Interactions between competition and disease may help explain why, in the presence of disease, host absolute fitness did not decrease as host genotype frequency increased for the genotype that was the weaker competitor in the absence of disease. When a genotype is a stronger competitor its absolute fitness is expected to be higher than the absolute fitness of the weaker competitor at all frequencies, as the stronger competitor is predicted to dominate in the population. For a genetic polymorphism to be maintained in the population, the absolute fitness of the weaker competitor must become greater than the absolute fitness of the stronger competitor when the weaker competitor is at low frequency and the stronger competitor is at high frequency. As a consequence of the rare genotype advantage created by disease, a genotype is expected to have less disease and hence greater absolute fitness when at low than at high frequency. Because the stronger competitor is at high frequency when the weaker competitor is at low frequency in the mixture, disease severity is expected to be higher on the stronger competitor; this will decrease the absolute fitness of the stronger competitor. If the impact of disease is such that the absolute fitness of the weaker competitor when rare becomes greater than the absolute fitness of the stronger competitor when common, then a genetic polymorphism is expected to be maintained in the population. Before such a polymorphism can be maintained in the presence of disease, however, the rare genotype advantage for the weaker competitor and the negative fitness impact of disease on the common stronger competitor must reverse the relative fitness ranking of the two genotypes between the disease-absent and disease-present treatments. The stronger the differences in competitive abilities among genotypes, the stronger the differential influence of disease must be before a genetic polymorphism can be maintained in the host population (Gates et al., 1986). In our study, the impact of disease on host fitness was not strong enough to reverse the relative fitness ranking of the two genotypes that was created by competition (in the absence of disease). Hence, genetic polymorphisms were not maintained in the host populations despite the presence of disease-induced frequency-dependent selection.
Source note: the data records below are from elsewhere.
//! Microphone button and the webview recorder bridge.
//!
//! The recorder runs in the webview (`getUserMedia` + `MediaRecorder`) and
//! reports each step as a JSON [`RecorderEvent`](nirvaha_core::RecorderEvent).
//! [`VoiceCapture`] decides what those events mean. The recorded audio is
//! never read; a finished recording submits a fixed placeholder.

use dioxus::prelude::*;
use nirvaha_core::{CaptureOutcome, VoiceCapture};

use crate::components::icons::{MicIcon, StopIcon};

/// Starts a recording and streams recorder events back.
const RECORDER_START: &str = r#"
    try {
        const stream = await navigator.mediaDevices.getUserMedia({ audio: true });
        const recorder = new MediaRecorder(stream);
        window.__nirvahaRecorder = recorder;
        recorder.ondataavailable = (e) => dioxus.send({ kind: "chunk", bytes: e.data.size });
        recorder.onstop = () => {
            stream.getTracks().forEach((track) => track.stop());
            window.__nirvahaRecorder = null;
            dioxus.send({ kind: "stopped" });
        };
        recorder.start();
        dioxus.send({ kind: "started" });
    } catch (err) {
        dioxus.send({ kind: "denied", reason: String(err) });
    }
    await new Promise(() => {});
"#;

const RECORDER_STOP: &str = r#"
    const recorder = window.__nirvahaRecorder;
    if (recorder && recorder.state !== "inactive") {
        recorder.stop();
    }
"#;

fn show_alert(text: &str) {
    match serde_json::to_string(text) {
        Ok(quoted) => {
            let _ = document::eval(&format!("alert({quoted});"));
        }
        Err(e) => tracing::error!("Failed to encode alert text: {}", e),
    }
}

/// Mic toggle shown inside the chat composer.
#[component]
pub fn VoiceButton(
    /// Mirrors whether audio is being recorded
    on_recording: EventHandler<bool>,
    /// Called with the text to submit once a recording finishes
    on_message: EventHandler<String>,
) -> Element {
    let mut capture = use_signal(VoiceCapture::new);

    // Release the microphone when leaving the page mid-recording
    use_drop(|| {
        let _ = document::eval(RECORDER_STOP);
    });

    let mut start = move || {
        if let Err(e) = capture.write().begin() {
            tracing::debug!("Ignoring mic press: {}", e);
            return;
        }
        tracing::debug!("Requesting microphone");

        spawn(async move {
            let mut recorder = document::eval(RECORDER_START);
            let mut was_recording = false;

            loop {
                let raw = match recorder.recv::<serde_json::Value>().await {
                    Ok(raw) => raw,
                    Err(e) => {
                        tracing::warn!("Recorder bridge closed: {:?}", e);
                        capture.set(VoiceCapture::new());
                        on_recording.call(false);
                        break;
                    }
                };

                let outcome = capture.write().handle_json(raw);
                match outcome {
                    Ok(None) => {
                        let recording = capture.read().is_recording();
                        if recording != was_recording {
                            was_recording = recording;
                            on_recording.call(recording);
                        }
                    }
                    Ok(Some(CaptureOutcome::Message(text))) => {
                        on_recording.call(false);
                        on_message.call(text.to_string());
                        break;
                    }
                    Ok(Some(CaptureOutcome::Denied { alert, reason })) => {
                        tracing::warn!(reason = %reason, "Microphone access denied");
                        on_recording.call(false);
                        show_alert(alert);
                        break;
                    }
                    Err(e) => tracing::warn!("Unexpected recorder event: {}", e),
                }
            }
        });
    };

    let stop = move || {
        if capture.read().request_stop() {
            tracing::debug!("Stopping recording");
            let _ = document::eval(RECORDER_STOP);
        }
    };

    let recording = capture.read().is_recording();
    let busy = capture.read().is_active() && !recording;

    rsx! {
        button {
            class: if recording { "mic-btn recording" } else { "mic-btn" },
            r#type: "button",
            disabled: busy,
            "aria-label": if recording { "Stop recording" } else { "Start voice input" },
            "aria-pressed": if recording { "true" } else { "false" },
            onclick: move |_| {
                if recording {
                    stop();
                } else {
                    start();
                }
            },
            if recording {
                StopIcon {}
            } else {
                MicIcon {}
            }
        }
    }
}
In our experiment we tested resistance genotypes rather than compare the effects of resistance genes in a common genetic background. Hence, any trait correlated strongly with the resistance genes could influence how disease influenced host fitness. Such nonrandom associations between traits (linkage disequilibrium) are common in highly self-pollinated species such as wheat and in asexual species (Allard, 1988; Parker, 1992). Our results in the absence of disease suggest strongly that competition influenced genotype fitness and the relationship between genotype frequency and absolute fitness. In natural populations disease may not act alone in its effect on host genotype fitness and factors such as competition can influence the potential for maintenance of genetic polymorphism in the presence of disease. As nonrandom associations between resistance genes and other traits (linkage disequilibrium) will be more common in asexual and highly self-pollinated species, disease-induced frequency-dependent selection may be more likely to maintain genetic polymorphism in outcrossing species. However, even in highly outcrossed species, disease is not expected to maintain genome-wide variability; the effect of disease on genetic variability will tend to be limited to the portion of the genome involved in gene-for-gene interactions.